1. Academic Validation
  2. Orexin 2 receptor stimulation enhances resilience, while orexin 2 inhibition promotes susceptibility, to social stress, anxiety and depression

Orexin 2 receptor stimulation enhances resilience, while orexin 2 inhibition promotes susceptibility, to social stress, anxiety and depression

  • Neuropharmacology. 2018 Dec;143:79-94. doi: 10.1016/j.neuropharm.2018.09.016.
Clarissa D Staton 1 Jazmine D W Yaeger 1 Delan Khalid 2 Fadi Haroun 3 Belissa S Fernandez 4 Jessica S Fernandez 4 Bali K Summers 5 Tangi R Summers 1 Monica Sathyanesan 6 Samuel S Newton 6 Cliff H Summers 7
Affiliations

Affiliations

  • 1 Department of Biology, University of South Dakota, Vermillion, SD 57069, USA; Neuroscience Group, Division of Basic Biomedical Sciences, Sanford School of Medicine, University of South Dakota, Vermillion, SD 57069, USA; Veterans Affairs Research Service, Sioux Falls VA Health Care System, Sioux Falls, SD 57105, USA.
  • 2 Department of Biology, University of South Dakota, Vermillion, SD 57069, USA; Department of Biology, University of Massachusetts, Boston, 100William T. Morrissey Blvd, Boston, MA 02125, USA.
  • 3 Department of Biology, University of South Dakota, Vermillion, SD 57069, USA; Department of Biology, University of Utah, 257 South 1400 East, Rm. 201 Salt Lake City, UT 84112-0840, USA.
  • 4 Department of Biology, University of South Dakota, Vermillion, SD 57069, USA.
  • 5 Vermillion High School, 1001 E Main Street, Vermillion, SD 57069, USA; Department of Chemistry, Colorado State University, 1301 Center Ave Campus Delivery 1872, Ft.

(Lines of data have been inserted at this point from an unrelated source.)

//! Fixed-capacity FIFO buffer of observed deviations.

use std::collections::VecDeque;

/// Ring buffer holding at most `capacity` samples, oldest first.
///
/// Pushing into a full buffer evicts the oldest sample in O(1). A zero
/// capacity buffer stores nothing and hands every sample straight back.
#[derive(Debug, Clone, PartialEq)]
pub struct DeviationBuffer {
    samples: VecDeque<f64>,
    capacity: usize,
}

impl DeviationBuffer {
    pub fn with_capacity(capacity: usize) -> Self {
        Self {
            samples: VecDeque::with_capacity(capacity),
            capacity,
        }
    }

    /// Append a sample; returns the evicted sample when the buffer was full.
    pub fn push(&mut self, value: f64) -> Option<f64> {
        if self.capacity == 0 {
            return Some(value);
        }
        let evicted = if self.samples.len() == self.capacity {
            self.samples.pop_front()
        } else {
            None
        };
        self.samples.push_back(value);
        evicted
    }

    pub fn len(&self) -> usize {
        self.samples.len()
    }

    pub fn is_empty(&self) -> bool {
        self.samples.is_empty()
    }

    pub fn capacity(&self) -> usize {
        self.capacity
    }

    /// Samples in insertion (chronological) order.
    pub fn iter(&self) -> impl Iterator<Item = f64> + '_ {
        self.samples.iter().copied()
    }

    /// Ascending copy of the samples, for percentile queries.
    pub fn sorted(&self) -> Vec<f64> {
        let mut values: Vec<f64> = self.samples.iter().copied().collect();
        values.sort_by(f64::total_cmp);
        values
    }
}

/// Percentile of ascending `sorted` data with linear interpolation between
/// the two closest ranks. `pct` is in [0, 100]. Returns `None` for empty input.
pub fn percentile(sorted: &[f64], pct: f64) -> Option<f64> {
    let n = sorted.len();
    if n == 0 {
        return None;
    }
    if n == 1 {
        return Some(sorted[0]);
    }
    let rank = (pct.clamp(0.0, 100.0) / 100.0) * (n - 1) as f64;
    let lo = rank.floor() as usize;
    let hi = rank.ceil() as usize;
    let weight = rank - lo as f64;
    Some(sorted[lo] + (sorted[hi] - sorted[lo]) * weight)
}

Collins, CO 80523-1872, USA.
  • 6 Neuroscience Group, Division of Basic Biomedical Sciences, Sanford School of Medicine, University of South Dakota, Vermillion, SD 57069, USA.
  • 7 Department of Biology, University of South Dakota, Vermillion, SD 57069, USA; Neuroscience Group, Division of Basic Biomedical Sciences, Sanford School of Medicine, University of South Dakota, Vermillion, SD 57069, USA; Veterans Affairs Research Service, Sioux Falls VA Health Care System, Sioux Falls, SD 57105, USA. Electronic address: cliff@usd.edu.
Abstract

Knockdown of orexin/hypocretin 2 receptor (Orx2) in the basolateral amygdala (BLA) affects anxious and depressive behavior. We use a new behavioral paradigm, the Stress Alternatives Model (SAM), designed to improve translational impact. The SAM induces social stress in adult male mice by aggression from larger mice, allowing for adaptive decision-making regarding escape. In this model, mice remain (Stay) in the oval SAM arena or escape from social aggression (Escape) via routes only large enough for the smaller mouse. We hypothesized intracerebroventricular (icv) stimulation of Orx2 receptors would be anxiolytic and antidepressive in SAM-related social behavior and the Social Interaction/Preference (SIP) test. Conversely, we predicted that icv antagonism of Orx2 receptors would promote anxious and depressive behavior in these same tests. Anxious behaviors such as freezing (both cued and conflict) and startle are exhibited more often in Stay compared with Escape phenotype mice. Time spent attentive to the escape route is more frequent in Escape mice. In Stay mice, stimulation of Orx2 receptors reduces fear conditioning, conflict freezing and startle, and promotes greater attention to the escape hole. This anxiolysis was accompanied by activation of a cluster of inhibitory neurons in the amygdala. A small percentage of those Stay mice also begin escaping; whereas Escape is reversed by the Orx2 antagonist. Escape mice were also Resilient, and Stay mice Susceptible to stress (SIP), with both conditions reversed by Orx2 antagonism or stimulation respectively. Together, these results suggest that the Orx2 receptor may be a useful potential target for anxiolytic or antidepressive therapeutics.

Keywords

Anxiety; Defeat; Depression; Fear conditioning; Freezing; Hypocretin; MK-1064, 5″-chloro-N-[(5,6-dimethoxy-2-pyridinyl)methyl]-[2,2':5′,3″-terpyridine]-3′-carboxamide - an Orx(2) antagonist; Resilience; Startle; Stress Alternatives Model; Susceptibility; [Ala11, d-Leu15]–Orx(B), a modified Orx(B) peptide used as an Orx(2) receptor agonist.